Dear America: Letters Home from Vietnam is a 1987 American documentary film inspired by the anthology of the same title, directed by Bill Couturié. The film's narration consists of real letters written by American soldiers, which are read by actors, including Robert De Niro and Martin Sheen. The footage includes film from TV news, the U.S. Department of Defense and home movies by the soldiers.

==Plot==
Using real letters written by American soldiers (which can be read in the book with many more) and archive footage, the film creates a personal experience of the Vietnam War.

==Cast==
- Tom Berenger as (voice)
- Ellen Burstyn as Mrs. Stock (voice)
- J. Kenneth Campbell as (voice)
- Richard Chaves as (voice)
- Josh Cruze as (voice)
- Willem Dafoe as Elephant Grass (voice)
- Robert De Niro as Great Sewer (voice)
- Brian Dennehy as (voice)
- Kevin Dillon as Jack (voice)
- Matt Dillon as Mike (voice)
- Robert Downey Jr. as (voice)
- Michael J. Fox as Private First Class Raymond Griffiths (voice)
- Mark Harmon as (voice)
- John Heard as Johnny "Johnny Boy" (voice)
- Fred Hirz as (voice)
- Harvey Keitel as 2nd Lieutenant Donald Jacques (voice)
- Elizabeth McGovern as Me (voice)
- Judd Nelson as (voice)
- Sean Penn as (voice)
- Randy Quaid as Corporal Kevin Macaulay (voice)
- Timothy Patrick Quill as (voice) (credited as Tim Quill)
- Eric Roberts as (voice)
- Ray Robertson as (voice)
- Howard E. Rollins Jr. as (voice) (credited as Howard Rollins Jr.)
- John Savage as (voice)
- Raphael Sbarge as (voice)
- Martin Sheen as Alan (voice)
- Tucker Smallwood as (voice)
- Roger Steffens as (voice)
- Jim Tracy as (voice)
- Kathleen Turner as 1st Lieutenant Lynda Van Devanter (voice)
- Tico Wells as (voice)
- Robin Williams as Baby-San (voice)
- Denis Boileau as Recitant / The Narrator (voice)
- David Brinkley as Himself, NBC Newsman (archive footage)
- Fred DeBrine as Himself, NBC Newsman (archive footage)
- Alain Delon as Recitant / The Narrator (voice)
- Brigitte Fossey as Recitant / The Narrator (voice)
- Annie Giradot as Recitant / The Narrator (voice)
- Edgar Givry as Recitant / The Narrator (voice)
- Herve Icovic as Recitant / The Narrator (voice)
- Valerie Kaprisky as Recitant / The Narrator (voice)
- Jean-Pierre Leroux as Recitant / The Narrator (voice)
- Christophe Malavoy as Recitant / The Narrator (voice)
- Laurent Malet as Recitant / The Narrator (voice)
- Frank McGee as Himself, NBC Newsman (archive footage)
- Edwin Newman as Himself, NBC Newsman (archive footage)
- Florent Pagny as Recitant / The Narrator (voice)
- Jack Perkins as Himself, NBC Newsman (archive footage)
- Patrick Polvey as Recitant / The Narrator (voice)
- Howard Tuckner as Himself, NBC Newsman (archive footage)
- Sander Vanocur as Himself, NBC Newsman (archive footage)
- Bob Hope as Himself (archive footage) (uncredited)
- John Lennon as Himself (archive footage) (uncredited)
- Yoko Ono as Herself (archive footage) (uncredited)

==Reception==
Both Gene Siskel of the Chicago Tribune and Roger Ebert of the Chicago Sun-Times gave the film strong recommendations.
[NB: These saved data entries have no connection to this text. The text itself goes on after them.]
//! Top-level orchestration: `extract → normalize → assemble → generate`.
//!
//! This is the whole control flow of the crate, expressed as explicit
//! function composition over the pipeline stages — no callbacks, no shared
//! state. Each submission owns its inputs, and everything derived from them
//! is dropped when the call returns.
//!
//! ## Fail-fast ordering
//!
//! Document extraction and image normalisation run **before** the service
//! is resolved or contacted. An unreadable PDF or a malformed pixel buffer
//! therefore fails the request without spending any network traffic or
//! quota.

use crate::config::PostConfig;
use crate::error::PromogenError;
use crate::gemini::GeminiClient;
use crate::pipeline::{assemble, extract, image};
use crate::prompts::DEFAULT_SYSTEM_PROMPT;
use crate::service::{GenerationCall, GenerationService, PostRequest};
use futures::future::try_join_all;
use std::sync::Arc;
use std::time::Instant;
use tracing::{debug, info};

/// Generate a promotional post from the given submission.
///
/// This is the primary entry point for the library: the interaction
/// surface collects a [`PostRequest`] from its form and hands it here.
///
/// # Returns
/// The generated post text, verbatim as the model produced it. An empty
/// string is a legitimate (if unlikely) result.
///
/// # Errors
/// * [`PromogenError::Extraction`] — a document could not be read
///   (raised before any network call)
/// * [`PromogenError::ImageDecode`] — the pixel buffer is malformed
/// * [`PromogenError::Authentication`] — the credential was rejected
/// * [`PromogenError::GenerationService`] / [`PromogenError::Timeout`] /
///   [`PromogenError::ResponseBlocked`] — the remote call failed
pub async fn generate_post(
    request: PostRequest,
    config: &PostConfig,
) -> Result<String, PromogenError> {
    let start = Instant::now();
    info!(
        "Starting post generation: model={}, {} documents",
        request.model,
        request.documents.len()
    );

    // ── Step 1: Extract document texts ───────────────────────────────────
    let article_texts = extract_all(&request.documents, &config.converter).await?;
    debug!(
        "Extracted {} articles ({} chars total)",
        article_texts.len(),
        article_texts.iter().map(String::len).sum::<usize>()
    );

    // ── Step 2: Normalise the image ──────────────────────────────────────
    let inline_image = image::normalize(&request.image)?;

    // ── Step 3: Assemble the prompt ──────────────────────────────────────
    let prompt = assemble::assemble_prompt(&article_texts, &request.image_description);
    debug!("Assembled prompt: {} chars", prompt.len());

    // ── Step 4: Invoke the generation service ────────────────────────────
    let service = resolve_service(config)?;
    let system_instruction = if request.system_instruction.is_empty() {
        DEFAULT_SYSTEM_PROMPT
    } else {
        &request.system_instruction
    };

    let call = GenerationCall {
        model: &request.model,
        credential: &request.credential,
        system_instruction,
        prompt: &prompt,
        image: &inline_image,
    };

    let text = service.generate(&call).await?;
    info!(
        "Post generation complete: {} chars in {}ms",
        text.len(),
        start.elapsed().as_millis()
    );
    Ok(text)
}

/// Synchronous wrapper around [`generate_post`].
///
/// Creates a temporary tokio runtime internally; for interaction layers
/// that are not already async.
pub fn generate_post_sync(
    request: PostRequest,
    config: &PostConfig,
) -> Result<String, PromogenError> {
    tokio::runtime::Runtime::new()
        .map_err(|e| PromogenError::Internal(format!("Failed to create tokio runtime: {e}")))?
        .block_on(generate_post(request, config))
}

// ── Internal helpers ─────────────────────────────────────────────────────

/// Extract every document concurrently, preserving submission order.
///
/// PDF parsing is CPU-bound, so each document gets its own `spawn_blocking`
/// task; `try_join_all` keeps results positionally aligned with the input
/// and aborts on the first failure. The converter is stateless, so the
/// tasks need no coordination.
async fn extract_all(
    documents: &[Vec<u8>],
    converter: &Arc<dyn extract::DocumentConverter>,
) -> Result<Vec<String>, PromogenError> {
    let tasks = documents.iter().enumerate().map(|(index, bytes)| {
        let converter = Arc::clone(converter);
        let bytes = bytes.clone();
        async move {
            tokio::task::spawn_blocking(move || {
                extract::extract_article(converter.as_ref(), Some(&bytes), index)
            })
            .await
            .map_err(|e| PromogenError::Internal(format!("Extraction task panicked: {e}")))?
        }
    });

    try_join_all(tasks).await
}

/// Resolve the generation service: a pre-built one from the config, or the
/// default Gemini client against the configured endpoint.
fn resolve_service(config: &PostConfig) -> Result<Arc<dyn GenerationService>, PromogenError> {
    if let Some(ref service) = config.service {
        return Ok(Arc::clone(service));
    }
    Ok(Arc::new(GeminiClient::new(
        &config.endpoint,
        config.api_timeout_secs,
    )?))
}

#[cfg(test)]
mod tests {
    use super::*;
    use crate::pipeline::extract::DocumentConverter;

    struct UppercaseConverter;

    impl DocumentConverter for UppercaseConverter {
        fn convert(&self, bytes: &[u8]) -> Result<String, String> {
            Ok(String::from_utf8_lossy(bytes).to_uppercase())
        }
    }

    #[tokio::test]
    async fn extract_all_preserves_submission_order() {
        let converter: Arc<dyn DocumentConverter> = Arc::new(UppercaseConverter);
        let documents = vec![b"one".to_vec(), b"two".to_vec(), b"three".to_vec()];
        let texts = extract_all(&documents, &converter).await.unwrap();
        assert_eq!(
            texts,
            vec![
                "<article>ONE</article>",
                "<article>TWO</article>",
                "<article>THREE</article>"
            ]
        );
    }

    #[tokio::test]
    async fn extract_all_empty_input_yields_empty_output() {
        let converter: Arc<dyn DocumentConverter> = Arc::new(UppercaseConverter);
        let texts = extract_all(&[], &converter).await.unwrap();
        assert!(texts.is_empty());
    }

    #[test]
    fn resolve_service_defaults_to_gemini() {
        let config = PostConfig::default();
        assert!(resolve_service(&config).is_ok());
    }
}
Ebert wrote in his review:

"This movie is so powerful precisely because it is so simple. The words are the words of the soldiers themselves, and the images are taken from their own home movies and from TV news footage of the war. There are moments here that cannot be forgotten, and most of them are due to the hard work of the filmmaker, director Bill Couturie, who has not taken just any words and any old footage, but precisely the right words to go with the images. Couturie began with an anthology of letters written home by U.S. soldiers in Vietnam. Then he screened the entire archive of TV news footage shot by NBC-TV from 1967 to 1969 - 2 million feet of film totaling 926 hours. He also gained access to footage from the Defense Department, including previously classified film of action under fire. Much of the footage in this film has never been seen publicly before, and watching it, you know why. What Couturie and his researchers have done is amazing. In many cases, they have matched up individual soldiers with their letters - we see them as we hear their words, and then we discover their fates."

==Accolades==
The film won the 1988 Special Jury Prize: Documentary at the Sundance Film Festival and two Emmy Awards. It was also screened out of competition at the 1988 Cannes Film Festival.